Persistence of the APOE ε4 Allele Among Sardinian Nonagenarians: Longitudinal Survival Evidence from a Blue Zone Cohort

Background: Genetic variants associated with lifespan are typically identified by comparing long-lived individuals with younger populations. However, factors influencing the attainment of advanced age may differ from those affecting survival once extreme age has already been reached. The Sardinian “Longevity Blue Zone” (LBZ) represents a well-characterized longevity population in which this distinction can be investigated. Methods: We conducted a prospective survival study in 150 community-dwelling nonagenarians from the Sardinian LBZ with follow-up for more than seven years. Previously investigated candidate polymorphisms involved in aging-related pathways, including APOE, ACE1, IL6, TNFα, FOXO3A, KLOTHO, and G6PD, were reanalyzed using Kaplan–Meier curves and Cox proportional hazards models adjusted for age at recruitment, sex, and comorbidity burden (CIRS score).

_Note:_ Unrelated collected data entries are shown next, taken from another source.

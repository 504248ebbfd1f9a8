//! Dynamic SQL construction.
//!
//! Repositories assemble INSERT/UPDATE/SELECT statements with a
//! [`QueryBuilder`] and compose WHERE predicates from [`FilterBracket`] trees.
//! Rendering produces a [`BuiltQuery`]: SQL text with `$n` placeholders, the
//! matching argument list, and a human-readable description of the selection.
//!
//! # Features
//!
//! - **Computed placeholders**: `?` markers in leaf templates become `$n` at
//!   render time, numbered by one sequencer for the whole statement
//! - **Nested AND/OR**: brackets nest arbitrarily; arguments follow a pre-order walk
//! - **Range lowering**: lists of values and ranges become OR brackets
//! - **Safe defaults**: an empty filter is `1=1`, an UPDATE needs a SET
//!
//! # Usage
//!
//! ```ignore
//! use marketdb::{params, qb};
//!
//! let mut insert = qb::insert("core.markets");
//! insert.set_insert_field(&["symbol", "type"]);
//! insert.set_insert_values(params!["BTC-USD", 1i16])?;
//! let built = insert.generate_sql()?;
//! assert_eq!(built.sql, "INSERT INTO core.markets (symbol, type) VALUES ($1, $2)");
//!
//! let mut select = qb::select("core.trading_pairs p");
//! select
//!     .select(&["p.id", "p.tick_size"])
//!     .and_bracket(qb::FilterBracket::any_of(
//!         "p.tick_size",
//!         vec![qb::ValueFilter::from(1i64..10)],
//!     ));
//! ```

mod builder;
mod filter;
mod param;
mod sequencer;

pub use builder::{BuiltQuery, Mode, QueryBuilder};
pub use filter::{BoolOp, FilterBracket, TAUTOLOGY, ValueFilter};
pub use param::{Args, Param};
pub use sequencer::{ArgSequencer, count_placeholders};

/// Create an INSERT builder for the given table.
pub fn insert(table: &str) -> QueryBuilder {
    QueryBuilder::new(Mode::Insert, table)
}

/// Create an UPDATE builder for the given table.
pub fn update(table: &str) -> QueryBuilder {
    QueryBuilder::new(Mode::Update, table)
}

/// Create a SELECT builder for the given table (an alias may follow the name).
pub fn select(table: &str) -> QueryBuilder {
    QueryBuilder::new(Mode::Select, table)
}

#[cfg(test)]
mod tests;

Results: Most polymorphisms showed no association with residual survival after age 90. In unadjusted analyses, carriers of the APOE ε4 allele displayed lower mortality than non-carriers (HR 0.49, 95% CI 0.26–0.93). However, after adjustment for age at recruitment, sex, and comorbidity (CIRS score), the association was attenuated and no longer statistically significant (HR 0.49, 95% CI 0.24–1.03). Conclusions: In this cohort of Sardinian nonagenarians, candidate longevity-associated polymorphisms did not significantly influence survival beyond age 90. The absence of an independent mortality disadvantage among APOE ε4 carriers indicates that the allele is compatible with survival into extreme age rather than conferring a survival advantage. These findings highlight the importance of distinguishing genetic determinants of longevity attainment from factors governing mortality dynamics at extreme ages.